The altered composition of bile increases the capacity for cholesterol uptake. Thus, gallstones can be dissolved in the course of a 1- to 2 y treatment, provided that cholesterol stones are pure and not too large (<15 mm), gall bladder function is normal, liver disease is absent, and patients are of normal body weight. UCDA is more effective (daily dose, 8–10 mg) and better tolerated than is CDCA (15 mg/d; frequent diarrhea, elevation of liver enzymes in plasma). Stone formation may recur after cessation of successful therapy.

Compared with surgical treatment, drug therapy plays a subordinate role.

UCDA may also be useful in primary biliary cirrhosis.

Choleretics are supposed to stimulate production and secretion of dilute bile fluid. This principle has little therapeutic significance.

Cholekinetics stimulate the gallbladder to contract and empty, e.g., egg yolk, the osmotic laxative MgSO4, the cholecystokinin-related ceruletide (given parenterally).
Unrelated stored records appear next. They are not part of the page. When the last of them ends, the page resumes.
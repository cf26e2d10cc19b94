//! Shared test helpers for CLI integration tests.

use std::path::{Path, PathBuf};

use assert_cmd::Command;
use assert_cmd::cargo::cargo_bin_cmd;
use tempfile::TempDir;

/// Stand-in for `go`: answers `version`, and for `build` writes the target
/// environment into the `-o` path. Modules ending in `/fail` exit 2.
const FAKE_GO: &str = r#"#!/bin/sh
if [ "$1" = "version" ]; then
  echo "go version go1.22.0 fake/fake"
  exit 0
fi
out=""
module=""
while [ $# -gt 0 ]; do
  case "$1" in
    -o) out="$2"; shift ;;
    -tags|-ldflags) shift ;;
    build|-trimpath) ;;
    *) module="$1" ;;
  esac
  shift
done
case "$module" in
  */fail) echo "cannot build $module" >&2; exit 2 ;;
esac
mkdir -p "$(dirname "$out")"
printf '%s %s cgo=%s goflags=%s\n' "$GOOS" "$GOARCH" "$CGO_ENABLED" "$GOFLAGS" > "$out"
"#;

/// Two platforms, one per archive format, and two components.
pub const CATALOG: &str = r#"
product = "example"
version = "v0.1.0"

[build]
tags = ["netgo"]

[[platforms]]
os = "linux"
arch = "amd64"

[[platforms]]
os = "windows"
arch = "amd64"

[[components]]
module = "example/foo"
build_dir = "."

[[components]]
module = "example/cmd/bar"
build_dir = "."
"#;

/// Isolated release working directory with a fake toolchain next to it.
pub struct TestEnv {
  pub temp: TempDir,
  pub work_dir: PathBuf,
  pub toolchain: PathBuf,
}

impl TestEnv {
  /// Working directory containing `release.toml` with `catalog`.
  pub fn with_catalog(catalog: &str) -> Self {
    let env = Self::empty();
    std::fs::write(env.work_dir.join("release.toml"), catalog).unwrap();
    env
  }

  pub fn empty() -> Self {
    use std::os::unix::fs::PermissionsExt;

    let temp = TempDir::new().unwrap();
    let work_dir = temp.path().join("work");
    std::fs::create_dir_all(&work_dir).unwrap();
    let work_dir = dunce::canonicalize(&work_dir).unwrap_or(work_dir);

    let toolchain = temp.path().join("go");
    std::fs::write(&toolchain, FAKE_GO).unwrap();
    std::fs::set_permissions(&toolchain, std::fs::Permissions::from_mode(0o755)).unwrap();

    Self {
      temp,
      work_dir,
      toolchain,
    }
  }

  pub fn path(&self, relative: &str) -> PathBuf {
    self.work_dir.join(relative)
  }

  /// A `relbuild` command pointed at this environment's working directory and toolchain.
  pub fn relbuild_cmd(&self) -> Command {
    let mut cmd: Command = cargo_bin_cmd!("relbuild");
    cmd.arg("-C").arg(&self.work_dir).arg("--go").arg(&self.toolchain);
    // inherited flags must not reach the toolchain
    cmd.env("GOFLAGS", "-mod=vendor");
    cmd
  }
}

/// Entry paths of a tar.gz archive, in order.
pub fn tar_entries(path: &Path) -> Vec<String> {
  let file = std::fs::File::open(path).unwrap();
  let mut archive = tar::Archive::new(flate2::read::GzDecoder::new(file));
  archive
    .entries()
    .unwrap()
    .map(|e| e.unwrap().path().unwrap().to_string_lossy().into_owned())
    .collect()
}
Cholekinetics are employed to test gallbladder function for diagnostic purposes.

Pancreatic enzymes (B) from slaughtered animals are used to relieve excretory insufficiency of the pancreas (! disrupted digestion of fats; steatorrhea, inter alia). Normally, secretion of pancreatic enzymes is activated by cholecystokinin/pancreozymin, the enterohormone that is released into blood from the duodenal mucosa upon contact with chyme. With oral administration of pancreatic enzymes, allowance must be made for their partial inactivation by gastric acid (the lipases, particularly). Therefore, they are administered in acid-resistant dosage forms.

Antiflatulents (carminatives) serve to alleviate meteorism (excessive accumulation of gas in the gastrointestinal tract). Aborad propulsion of intestinal contents is impeded when the latter are mixed with gas bubbles. Defoaming agents, such as dimethicone (dimethylpolysiloxane) and simethicone, in combination with charcoal, are given orally to promote separation of gaseous and semisolid contents.